14 Nov 2021
Deana Taheri, Bobbi Johnson
Transplant takes audiences on a metaphorical and metaphysical tour of multi-culturalism and the challenges of belonging, led by its English-Iranian writer and star Deana Taheri and director Vanessa Vivas.
The short follows Mahasti (Taheri) as she navigates various mental states which leave her questioning her own reality. In some she sits across from a therapist (Bobbi Johnson) who bombards her with questions about her personal life and relationships. In others she receives visions of faraway lands, that come to her with a surprisingly familiar feel. Making sense of the montage becomes increasingly stressful, and Mahasti yearns for something that feels like home.

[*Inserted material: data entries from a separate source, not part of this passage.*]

//! Request and response types for agent service operations.
//!
//! These types define the API contracts independently of any wire format.

use mpc_remote_core::{Model, ModelOverrides, PolicyVersion, SimulationState};
use serde::{Deserialize, Serialize};

// =============================================================================
// Agent
// =============================================================================

/// Request to select a task and build a fresh session.
#[derive(Debug, Clone, Default, Serialize, Deserialize)]
pub struct InitRequest {
    /// Index into the task registry.
    pub task_index: usize,
    /// Optional changes to the task's default model.
    #[serde(default)]
    pub model_overrides: Option<ModelOverrides>,
}

impl InitRequest {
    /// Initialize the task at `task_index` with its default model.
    #[must_use]
    pub const fn new(task_index: usize) -> Self {
        Self {
            task_index,
            model_overrides: None,
        }
    }

    /// Initialize with model overrides.
    #[must_use]
    pub const fn with_overrides(task_index: usize, overrides: ModelOverrides) -> Self {
        Self {
            task_index,
            model_overrides: Some(overrides),
        }
    }
}

/// Result of a successful `Init`.
#[derive(Debug, Clone, PartialEq, Serialize, Deserialize)]
pub struct InitResponse {
    /// Id of the selected task.
    pub task_id: String,
    /// Index of the selected task.
    pub task_index: usize,
    /// Number of generalized positions.
    pub nq: usize,
    /// Number of generalized velocities.
    pub nv: usize,
    /// Number of actuators.
    pub nu: usize,
    /// Number of sensor values.
    pub nsensor: usize,
    /// Integration timestep after overrides.
    pub timestep: f64,
    /// The freshly allocated state.
    pub state: SimulationState,
}

/// Request for the committed policy's action.
#[derive(Debug, Clone, Copy, Default, Serialize, Deserialize)]
pub struct GetActionRequest {
    /// Evaluation time; the current simulation time when absent.
    #[serde(default)]
    pub time: Option<f64>,
}

/// A control vector and the policy version that produced it.
#[derive(Debug, Clone, PartialEq, Serialize, Deserialize)]
pub struct ActionResponse {
    /// Time the policy was evaluated at.
    pub time: f64,
    /// Control vector, length `nu`.
    pub action: Vec<f64>,
    /// Version of the policy that was read.
    pub version: PolicyVersion,
}

/// Request to run planner iterations.
#[derive(Debug, Clone, Copy, Default, Serialize, Deserialize)]
pub struct PlannerStepRequest {
    /// Iterations to run; the configured default when absent.
    #[serde(default)]
    pub iterations: Option<usize>,
    /// Wall-clock budget in milliseconds; unbounded when absent.
    #[serde(default)]
    pub time_budget_ms: Option<u64>,
}

/// Result of a `PlannerStep`.
#[derive(Debug, Clone, Copy, PartialEq, Serialize, Deserialize)]
pub struct PlannerStepResponse {
    /// Iterations actually run.
    pub iterations: usize,
    /// Cost of the committed candidate.
    pub best_cost: f64,
    /// Rollouts that diverged or panicked.
    pub failed_rollouts: usize,
    /// Version of the newly committed policy.
    pub version: PolicyVersion,
}

/// Request to advance the simulation by one tick.
#[derive(Debug, Clone, Copy, Serialize, Deserialize)]
pub struct StepRequest {
    /// Write the committed policy's action to `ctrl` before stepping.
    #[serde(default = "StepRequest::default_use_policy")]
    pub use_policy: bool,
}

impl StepRequest {
    const fn default_use_policy() -> bool {
        true
    }

    /// Step with the current `ctrl`, ignoring the policy.
    #[must_use]
    pub const fn manual() -> Self {
        Self { use_policy: false }
    }
}

impl Default for StepRequest {
    fn default() -> Self {
        Self {
            use_policy: Self::default_use_policy(),
        }
    }
}

/// Result of a `Step`.
#[derive(Debug, Clone, PartialEq, Serialize, Deserialize)]
pub struct StepResponse {
    /// State after the tick.
    pub state: SimulationState,
    /// Policy version used, when the policy was applied.
    pub version: Option<PolicyVersion>,
    /// Absolute estimator slot index the observation was recorded in.
    pub estimator_index: Option<u64>,
}

// =============================================================================
// Estimator
// =============================================================================

/// Request to create the estimator.
#[derive(Debug, Clone, Default, Serialize, Deserialize)]
pub struct InitEstimatorRequest {
    /// Window length; the configured default when absent.
    #[serde(default)]
    pub window_length: Option<usize>,
    /// Model to estimate with; the agent's current model when absent.
    #[serde(default)]
    pub model: Option<Model>,
    /// Changes applied on top of the chosen model.
    #[serde(default)]
    pub model_overrides: Option<ModelOverrides>,
}

/// Dimensions of an initialized estimator.
#[derive(Debug, Clone, PartialEq, Serialize, Deserialize)]
pub struct EstimatorInfo {
    /// Name of the bound model.
    pub model_name: String,
    /// Window length.
    pub window_length: usize,
    /// Number of generalized positions.
    pub nq: usize,
    /// Number of generalized velocities.
    pub nv: usize,
    /// Number of actuators.
    pub nu: usize,
    /// Number of sensor values.
    pub nsensor: usize,
    /// Model timestep.
    pub timestep: f64,
}

/// Optimizer settings of the estimator.
#[derive(Debug, Clone, Copy, PartialEq, Serialize, Deserialize)]
pub struct EstimatorSettings {
    /// Number of slots in the window.
    pub window_length: usize,
    /// Gauss-Newton iteration limit.
    pub max_iterations: usize,
    /// Convergence threshold on the gradient and step norms.
    pub tolerance: f64,
    /// Initial Levenberg-Marquardt damping.
    pub regularization: f64,
}

impl Default for EstimatorSettings {
    fn default() -> Self {
        Self {
            window_length: 10,
            max_iterations: 10,
            tolerance: 1.0e-6,
            regularization: 1.0e-6,
        }
    }
}

/// Partial update of [`EstimatorSettings`].
#[derive(Debug, Clone, Copy, Default, Serialize, Deserialize)]
pub struct EstimatorSettingsUpdate {
    /// New window length.
    #[serde(default)]
    pub window_length: Option<usize>,
    /// New iteration limit.
    #[serde(default)]
    pub max_iterations: Option<usize>,
    /// New tolerance.
    #[serde(default)]
    pub tolerance: Option<f64>,
    /// New initial damping.
    #[serde(default)]
    pub regularization: Option<f64>,
}

/// Residual weights of the estimator.
#[derive(Debug, Clone, PartialEq, Serialize, Deserialize)]
pub struct EstimatorWeights {
    /// Weight on deviation from the prior configurations.
    pub prior: f64,
    /// Per-sensor weights, length `nsensor`.
    pub sensor: Vec<f64>,
    /// Per-velocity-dimension force weights, length `nv`.
    pub force: Vec<f64>,
}

impl EstimatorWeights {
    /// Default weights sized for `model`.
    #[must_use]
    pub fn for_model(model: &Model) -> Self {
        Self {
            prior: 1.0e-4,
            sensor: vec![1.0; model.nsensor()],
            force: vec![1.0; model.nv()],
        }
    }
}

/// Partial update of [`EstimatorWeights`].
#[derive(Debug, Clone, Default, Serialize, Deserialize)]
pub struct EstimatorWeightsUpdate {
    /// New prior weight.
    #[serde(default)]
    pub prior: Option<f64>,
    /// New sensor weights.
    #[serde(default)]
    pub sensor: Option<Vec<f64>>,
    /// New force weights.
    #[serde(default)]
    pub force: Option<Vec<f64>>,
}

/// Cost breakdown of an estimate.
#[derive(Debug, Clone, Copy, Default, PartialEq, Serialize, Deserialize)]
pub struct EstimatorCosts {
    /// Sum of the parts below.
    pub total: f64,
    /// Sensor prediction cost.
    pub sensor: f64,
    /// Inverse dynamics force cost.
    pub force: f64,
    /// Prior deviation cost.
    pub prior: f64,
}

/// Convergence report of the last optimization.
#[derive(Debug, Clone, Copy, Default, PartialEq, Serialize, Deserialize)]
pub struct EstimatorStatus {
    /// Iterations run.
    pub iterations: usize,
    /// Whether a tolerance was reached.
    pub converged: bool,
    /// Gradient norm at the last linearization.
    pub gradient_norm: f64,
    /// Norm of the last accepted step.
    pub step_norm: f64,
    /// Damping in effect at the end.
    pub regularization: f64,
    /// Cost before the first iteration.
    pub initial_cost: f64,
    /// Cost after the last iteration.
    pub final_cost: f64,
    /// Number of completed optimizations since `InitEstimator`.
    pub optimizations: u64,
}

/// Request to optimize the estimator window.
#[derive(Debug, Clone, Copy, Default, Serialize, Deserialize)]
pub struct OptimizeEstimatorRequest {
    /// Iterations to run; `max_iterations` from the settings when absent.
    #[serde(default)]
    pub iterations: Option<usize>,
}

/// Result of `ShiftEstimatorTrajectories`.
#[derive(Debug, Clone, Copy, PartialEq, Eq, Serialize, Deserialize)]
pub struct ShiftResponse {
    /// Absolute index of the oldest slot after the shift.
    pub first_index: u64,
    /// Number of slots in the window.
    pub window_length: usize,
}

Transplant provides heavy doses of symbolism and visual metaphor which makes it a stimulating watch, but in turn also makes the short seriously inaccessible and difficult to connect to emotionally. The piece is clearly a passion project of Deana Taheri’s, and her personal story and experience of living an international life, torn between cultures, is essential knowledge for viewers. Without this understanding, the film is otherwise barely legible from a storytelling perspective. Cinema should not be bound to hold the hands of audiences at all times, and the very best films usually come from a deeply personal place. But there is also a reasonable expectation that some semblance of story can break through.
It’s a shame Transplant does not really communicate it’s point or it’s heart, because upon understanding it is an interesting portrayal of internal divide. Mahasti’s inability to place herself is a battle even she does not seem to know she is fighting, and the impact on her is well-portrayed by Taheri. The frantic and stressful pace in the therapist’s office contrasts effectively with the relaxed, zen-like calm when imagery of faraway cities and life are overlayed with a controlled and tranquil voiceover. Coming to terms with different homelands and heritages, and therefore coming to terms with yourself, is at the film’s heart – and these techniques relay this brilliantly.
These scenes are further enhanced by excellent use of sound effects such as a throbbing heartbeat from an unknown abyss, or the sharp and piercing sonic strikes that impact the viewer as much as Mahasti. It’s these techniques that grab audience attention and implant them in the protagonist’s place. Director Vanessa Vivas also provides some brilliant visual innovation, and the use of camera placement for example does portray the stories of the scenes well. It is just a shame the story itself could not have knitted together these stimulating scenes a little more accessibly.
The personal story at the heart of Transplant makes it an endearing and admirable short film. It’s just a shame that a creative and innovative project, which clearly puts great value of symbolic storytelling, could not have been a little more coherent with the themes that drive it. Films should intrigue and leave audiences wanting to find out more without leaving them totally perplexed. Transplant is too elusive for its own good, which is a shame as it is well worth the background reading.